Vincent Grippo, then NYPD’s deputy commissioner for management and budget and now the department’s chief of staff, told the New York Times in 2017 that the range was “an extremely out-of-date, dilapidated facility. Nothing’s been done for 40 or 50 years.”

In 2009, Mayor Michael Bloomberg promised that the firing range would be moved to a fully enclosed location at the new police academy in College Point, Queens. It never happened. 

Moving the facility is still supported by State Assemblyman Michael Benedetto, a Democrat whose district includes the range and City Island, and many in the community, including life-long residents like Peter La Scala, 81, who say they have had enough of what he describes as hearing a “daily WW III” in his backyard.

Island of Opinions

Some City Islanders feel that having Rodman’s Neck nearby keeps them safe. They favor taking a supportive stance toward the NYPD in a time where there are renewed calls for a reexamination of their department’s role  in the life of the city.

“Thank God for the brave men and women of the NYPD,” wrote a member of the Facebook group City Island Uncensored. Others write that the sounds are “music to their ears” or that they don’t even hear the gunfire anymore.

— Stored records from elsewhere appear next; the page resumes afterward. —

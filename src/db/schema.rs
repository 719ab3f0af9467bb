//! Database schema and migrations for tutorlink.
//!
//! Migrations are applied in order the first time a database is opened
//! or when it is upgraded.

/// Database migrations.
///
/// Each entry is one SQL script. `schema_version` records which have run.
pub const MIGRATIONS: &[&str] = &[
    // v1: student accounts
    r#"
CREATE TABLE students (
    id              INTEGER PRIMARY KEY AUTOINCREMENT,
    username        TEXT NOT NULL UNIQUE COLLATE NOCASE,
    password_hash   TEXT NOT NULL,           -- Argon2id PHC string
    salt            TEXT NOT NULL,           -- B64 salt used for password_hash
    name            TEXT,
    age             INTEGER,
    class_year      INTEGER,
    major           TEXT,
    created_at      TEXT NOT NULL DEFAULT (datetime('now'))
);
"#,
    // v2: tutor accounts
    r#"
CREATE TABLE tutors (
    id                  INTEGER PRIMARY KEY AUTOINCREMENT,
    username            TEXT NOT NULL UNIQUE COLLATE NOCASE,
    password_hash       TEXT NOT NULL,
    salt                TEXT NOT NULL,
    name                TEXT,
    age                 INTEGER,
    area_of_expertise   TEXT,
    cost                INTEGER,
    created_at          TEXT NOT NULL DEFAULT (datetime('now'))
);
"#,
    // v3: hiring relations
    //
    // No foreign keys: accounts are referenced by id only and deleting an
    // account leaves its relations dangling.
    r#"
CREATE TABLE hiring_relations (
    student_id  INTEGER NOT NULL,
    tutor_id    INTEGER NOT NULL,
    created_at  TEXT NOT NULL DEFAULT (datetime('now')),
    PRIMARY KEY (student_id, tutor_id)
);

CREATE INDEX idx_hiring_relations_tutor_id ON hiring_relations(tutor_id);
"#,
];

#[cfg(test)]
mod tests {
    use super::*;

    #[test]
    fn test_migrations_not_empty() {
        assert!(!MIGRATIONS.is_empty());
    }

    #[test]
    fn test_account_tables_have_credential_columns() {
        for (migration, table) in [(MIGRATIONS[0], "students"), (MIGRATIONS[1], "tutors")] {
            assert!(migration.contains(&format!("CREATE TABLE {table}")));
            assert!(migration.contains("UNIQUE COLLATE NOCASE"));
            assert!(migration.contains("password_hash"));
            assert!(migration.contains("salt"));
        }
    }

    #[test]
    fn test_relation_table_is_keyed_by_pair() {
        let relations = MIGRATIONS[2];
        assert!(relations.contains("CREATE TABLE hiring_relations"));
        assert!(relations.contains("PRIMARY KEY (student_id, tutor_id)"));
        assert!(!relations.contains("REFERENCES"));
    }
}
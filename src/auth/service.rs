//! Credential verification for tutorlink.

use tracing::{debug, info, warn};

use super::context::AuthenticatedAccount;
use super::password::{verify_with_salt, PasswordError};
use super::store::hash_blocking;
use crate::config::HashingConfig;
use crate::db::{AccountRepository, Database, Variant};
use crate::{Result, TutorlinkError};

/// Salt hashed against when the username is unknown.
const DUMMY_SALT: &str = "dHV0b3JsaW5rZHVtbXlzYWx0";

/// Verifies username/password pairs against the credential store.
pub struct AuthenticationService<'a> {
    db: &'a Database,
    hashing: HashingConfig,
}

impl<'a> AuthenticationService<'a> {
    /// Create a new AuthenticationService.
    ///
    /// `hashing` is only used for the dummy hash on unknown usernames;
    /// stored hashes are verified with the parameters they carry.
    pub fn new(db: &'a Database, hashing: HashingConfig) -> Self {
        Self { db, hashing }
    }

    /// Verify credentials and return the authenticated account.
    ///
    /// An unknown username and a wrong password both give `AuthFailed`.
    pub async fn authenticate(
        &self,
        variant: Variant,
        username: &str,
        password: &str,
    ) -> Result<AuthenticatedAccount> {
        let username = username.trim();
        if username.is_empty() || password.is_empty() {
            return Err(TutorlinkError::AuthFailed);
        }

        let repo = AccountRepository::new(self.db.pool());
        let Some(account) = repo.get_by_username(variant, username).await? else {
            // Keep the timing of the two failure paths alike.
            let _ = hash_blocking(
                password.to_string(),
                DUMMY_SALT.to_string(),
                self.hashing.clone(),
            )
            .await;
            debug!(variant = %variant, username = %username, "Login failed: unknown user");
            return Err(TutorlinkError::AuthFailed);
        };

        let candidate = password.to_string();
        let salt = account.salt.clone();
        let hash = account.password_hash.clone();
        let verified =
            tokio::task::spawn_blocking(move || verify_with_salt(&candidate, &salt, &hash))
                .await
                .map_err(|e| TutorlinkError::Hashing(e.to_string()))?;

        match verified {
            Ok(()) => {
                info!(
                    variant = %variant,
                    username = %account.username,
                    account_id = account.id,
                    "Login succeeded"
                );
                Ok(AuthenticatedAccount::new(
                    account.account_ref(),
                    account.username,
                ))
            }
            Err(PasswordError::VerificationFailed) => {
                debug!(
                    variant = %variant,
                    account_id = account.id,
                    "Login failed: wrong password"
                );
                Err(TutorlinkError::AuthFailed)
            }
            Err(PasswordError::InvalidHash | PasswordError::InvalidParams(_)) => {
                warn!(
                    variant = %variant,
                    account_id = account.id,
                    "Stored credentials are corrupt"
                );
                Err(TutorlinkError::AuthFailed)
            }
            Err(e) => Err(e.into()),
        }
    }
}
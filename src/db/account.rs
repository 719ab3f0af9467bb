//! Account model for tutorlink.
//!
//! Students and tutors share one account shape, tagged by [`Variant`].

use std::fmt;
use std::str::FromStr;

/// Which kind of account a record is.
///
/// Each variant lives in its own table with its own id space.
#[derive(Debug, Clone, Copy, PartialEq, Eq, Hash)]
pub enum Variant {
    /// An account that hires tutors.
    Student,
    /// An account that can be hired.
    Tutor,
}

impl Variant {
    /// Convert variant to its string representation.
    pub fn as_str(&self) -> &'static str {
        match self {
            Variant::Student => "student",
            Variant::Tutor => "tutor",
        }
    }

    /// Table holding accounts of this variant.
    pub(crate) fn table(&self) -> &'static str {
        match self {
            Variant::Student => "students",
            Variant::Tutor => "tutors",
        }
    }

    /// The variant on the other side of a hiring relation.
    pub fn counterpart(&self) -> Variant {
        match self {
            Variant::Student => Variant::Tutor,
            Variant::Tutor => Variant::Student,
        }
    }
}

impl fmt::Display for Variant {
    fn fmt(&self, f: &mut fmt::Formatter<'_>) -> fmt::Result {
        write!(f, "{}", self.as_str())
    }
}

impl FromStr for Variant {
    type Err = String;

    fn from_str(s: &str) -> Result<Self, Self::Err> {
        match s.trim().to_lowercase().as_str() {
            "student" => Ok(Variant::Student),
            "tutor" => Ok(Variant::Tutor),
            _ => Err(format!("unknown account variant: {s}")),
        }
    }
}

/// A (variant, id) pair naming one account.
#[derive(Debug, Clone, Copy, PartialEq, Eq, Hash)]
pub struct AccountRef {
    /// Account variant.
    pub variant: Variant,
    /// Row id within the variant's table.
    pub id: i64,
}

impl AccountRef {
    /// Reference a student account.
    pub fn student(id: i64) -> Self {
        Self {
            variant: Variant::Student,
            id,
        }
    }

    /// Reference a tutor account.
    pub fn tutor(id: i64) -> Self {
        Self {
            variant: Variant::Tutor,
            id,
        }
    }
}

impl fmt::Display for AccountRef {
    fn fmt(&self, f: &mut fmt::Formatter<'_>) -> fmt::Result {
        write!(f, "{}#{}", self.variant, self.id)
    }
}

/// Optional descriptive data collected at registration.
#[derive(Debug, Clone, PartialEq, Eq)]
pub enum Profile {
    /// Student profile.
    Student {
        name: String,
        age: u8,
        class_year: u16,
        major: String,
    },
    /// Tutor profile.
    Tutor {
        name: String,
        age: u8,
        area_of_expertise: String,
        /// Price of hiring the tutor, in whole currency units.
        cost: i64,
    },
}

impl Profile {
    /// Build a student profile.
    pub fn student(
        name: impl Into<String>,
        age: u8,
        class_year: u16,
        major: impl Into<String>,
    ) -> Self {
        Profile::Student {
            name: name.into(),
            age,
            class_year,
            major: major.into(),
        }
    }

    /// Build a tutor profile.
    pub fn tutor(
        name: impl Into<String>,
        age: u8,
        area_of_expertise: impl Into<String>,
        cost: i64,
    ) -> Self {
        Profile::Tutor {
            name: name.into(),
            age,
            area_of_expertise: area_of_expertise.into(),
            cost,
        }
    }

    /// The account variant this profile belongs to.
    pub fn variant(&self) -> Variant {
        match self {
            Profile::Student { .. } => Variant::Student,
            Profile::Tutor { .. } => Variant::Tutor,
        }
    }

    /// Display name.
    pub fn name(&self) -> &str {
        match self {
            Profile::Student { name, .. } | Profile::Tutor { name, .. } => name,
        }
    }
}

/// A persisted account.
#[derive(Debug, Clone)]
pub struct Account {
    /// Unique id within the variant.
    pub id: i64,
    /// Account variant.
    pub variant: Variant,
    /// Login username (unique within the variant, case-insensitive).
    pub username: String,
    /// Argon2id PHC hash of the password.
    pub password_hash: String,
    /// B64 salt the hash was computed with.
    pub salt: String,
    /// Profile data, if any was supplied at registration.
    pub profile: Option<Profile>,
    /// Creation timestamp.
    pub created_at: String,
}

impl Account {
    /// The (variant, id) reference for this account.
    pub fn account_ref(&self) -> AccountRef {
        AccountRef {
            variant: self.variant,
            id: self.id,
        }
    }
}

/// Data for inserting a new account row.
///
/// The password must already be hashed; see `auth::CredentialStore`.
#[derive(Debug, Clone)]
pub struct NewAccount {
    /// Account variant.
    pub variant: Variant,
    /// Login username.
    pub username: String,
    /// Argon2id PHC hash.
    pub password_hash: String,
    /// B64 salt used for `password_hash`.
    pub salt: String,
    /// Optional profile; must match `variant`.
    pub profile: Option<Profile>,
}

impl NewAccount {
    /// Create a new account record with the required credential fields.
    pub fn new(
        variant: Variant,
        username: impl Into<String>,
        password_hash: impl Into<String>,
        salt: impl Into<String>,
    ) -> Self {
        Self {
            variant,
            username: username.into(),
            password_hash: password_hash.into(),
            salt: salt.into(),
            profile: None,
        }
    }

    /// Attach a profile.
    pub fn with_profile(mut self, profile: Profile) -> Self {
        self.profile = Some(profile);
        self
    }
}
//! Hiring relations between students and tutors.

mod manager;

pub use crate::db::HiringRelation;
pub use manager::HiringRelationManager;
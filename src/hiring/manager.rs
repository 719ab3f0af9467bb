//! Hiring relation manager for tutorlink.
//!
//! All mutations act on behalf of the identity in a [`RequestContext`].
//! Students hire tutors; either party may end the relation.

use tracing::{debug, info};

use crate::auth::RequestContext;
use crate::db::{
    Account, AccountRef, AccountRepository, Database, HiringRelation, RelationRepository, Variant,
};
use crate::{Result, TutorlinkError};

/// Service for hiring relation operations with permission checking.
pub struct HiringRelationManager<'a> {
    db: &'a Database,
}

impl<'a> HiringRelationManager<'a> {
    /// Create a new HiringRelationManager with the given database reference.
    pub fn new(db: &'a Database) -> Self {
        Self { db }
    }

    fn relations(&self) -> RelationRepository<'_> {
        RelationRepository::new(self.db.pool())
    }

    fn accounts(&self) -> AccountRepository<'_> {
        AccountRepository::new(self.db.pool())
    }

    /// Hire a tutor as the requesting student.
    ///
    /// Hiring an already hired tutor succeeds without writing a second row.
    pub async fn hire(&self, ctx: &RequestContext, tutor_id: i64) -> Result<()> {
        let requester = ctx.require_identity()?;
        if requester.variant() != Variant::Student {
            return Err(TutorlinkError::Forbidden(
                "only students can hire tutors".to_string(),
            ));
        }

        let relation = HiringRelation::new(requester.id(), tutor_id);
        let relations = self.relations();
        if relations.insert(relation).await? {
            info!(
                student_id = relation.student_id,
                tutor_id = relation.tutor_id,
                "Tutor hired"
            );
            return Ok(());
        }
        if relations.is_live(relation).await? {
            debug!(
                student_id = relation.student_id,
                tutor_id = relation.tutor_id,
                "Tutor already hired"
            );
            return Ok(());
        }

        // Nothing written: one of the accounts is gone.
        if !self.accounts().exists(Variant::Tutor, tutor_id).await? {
            return Err(TutorlinkError::NotFound(relation.tutor().to_string()));
        }
        Err(TutorlinkError::NotFound(relation.student().to_string()))
    }

    /// Remove the relation between the requester and `other`.
    pub async fn remove(&self, ctx: &RequestContext, other: AccountRef) -> Result<()> {
        let requester = ctx.require_identity()?;
        let relation = HiringRelation::between(requester.account(), other).ok_or_else(|| {
            TutorlinkError::Forbidden(format!(
                "a {} cannot be related to another {}",
                requester.variant(),
                other.variant
            ))
        })?;
        self.remove_relation(ctx, relation).await
    }

    /// Remove a relation the requester is a party to.
    ///
    /// Non-parties get `Forbidden` regardless of whether the relation
    /// exists.
    pub async fn remove_relation(
        &self,
        ctx: &RequestContext,
        relation: HiringRelation,
    ) -> Result<()> {
        let requester = ctx.require_identity()?;
        if !relation.involves(requester.account()) {
            return Err(TutorlinkError::Forbidden(
                "only the student or the tutor of a relation can remove it".to_string(),
            ));
        }

        let accounts = self.accounts();
        if !accounts.exists(Variant::Student, relation.student_id).await? {
            return Err(TutorlinkError::NotFound(relation.student().to_string()));
        }
        if !accounts.exists(Variant::Tutor, relation.tutor_id).await? {
            return Err(TutorlinkError::NotFound(relation.tutor().to_string()));
        }

        if !self.relations().delete(relation).await? {
            return Err(TutorlinkError::NotFound("hiring relation".to_string()));
        }

        info!(
            student_id = relation.student_id,
            tutor_id = relation.tutor_id,
            removed_by = %requester.account(),
            "Hiring relation removed"
        );
        Ok(())
    }

    /// Tutors hired by a student, ordered by id.
    pub async fn list_tutors_for_student(&self, student_id: i64) -> Result<Vec<Account>> {
        self.relations().tutors_for_student(student_id).await
    }

    /// Students who hired a tutor, ordered by id.
    pub async fn list_students_for_tutor(&self, tutor_id: i64) -> Result<Vec<Account>> {
        self.relations().students_for_tutor(tutor_id).await
    }

    /// Whether the student currently has the tutor hired.
    pub async fn is_hired(&self, student_id: i64, tutor_id: i64) -> Result<bool> {
        self.relations()
            .is_live(HiringRelation::new(student_id, tutor_id))
            .await
    }

    /// Delete relations whose student or tutor no longer exists.
    pub async fn prune_dangling(&self) -> Result<u64> {
        let removed = self.relations().delete_dangling().await?;
        if removed > 0 {
            info!(removed, "Pruned dangling hiring relations");
        }
        Ok(removed)
    }
}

Mike Smith, 63, a retiree says, “I love it. I feel safe. If we need them, they’re here.”

Despite what he describes as having encountered “violating” policing in his 20s, John Foley, 41, owner of J.W. Foley Rarities & Rarities, says he has no problem with the firing range: “If people do, they should take it up with their real-estate agent.”

City Island is a more politically divided place than much of the surrounding Bronx, which is represented by progressive Democrats like U.S. Rep. Alexandria Ocasio-Cortez and State Sen. Alessandra Biaggi. Preliminary results have City Island voting almost equally for Joe Biden and Donald Trump.

After Benitiez led a prayer at a Black Lives Matter protest on the island, he and others in attendance received hateful messages on social media accusing him of being anti-police. 

“I’m actually a former police chaplain,” he says, noting that he worked closely with officers who came to him in times of mental stress. Visiting a psychologist would go on their record but they were free to see a chaplain for counseling without it being noted.

Benitez says he doesn’t “assign blame to the Police Department. They have been vocal about needing a better facility than what they have here.” 

He does not understand how his desire for sound abatement or a relocation of the facility can be interpreted as a criticism of the NYPD.

“This is not about an attack on police,” he says. “This is about quality of life.”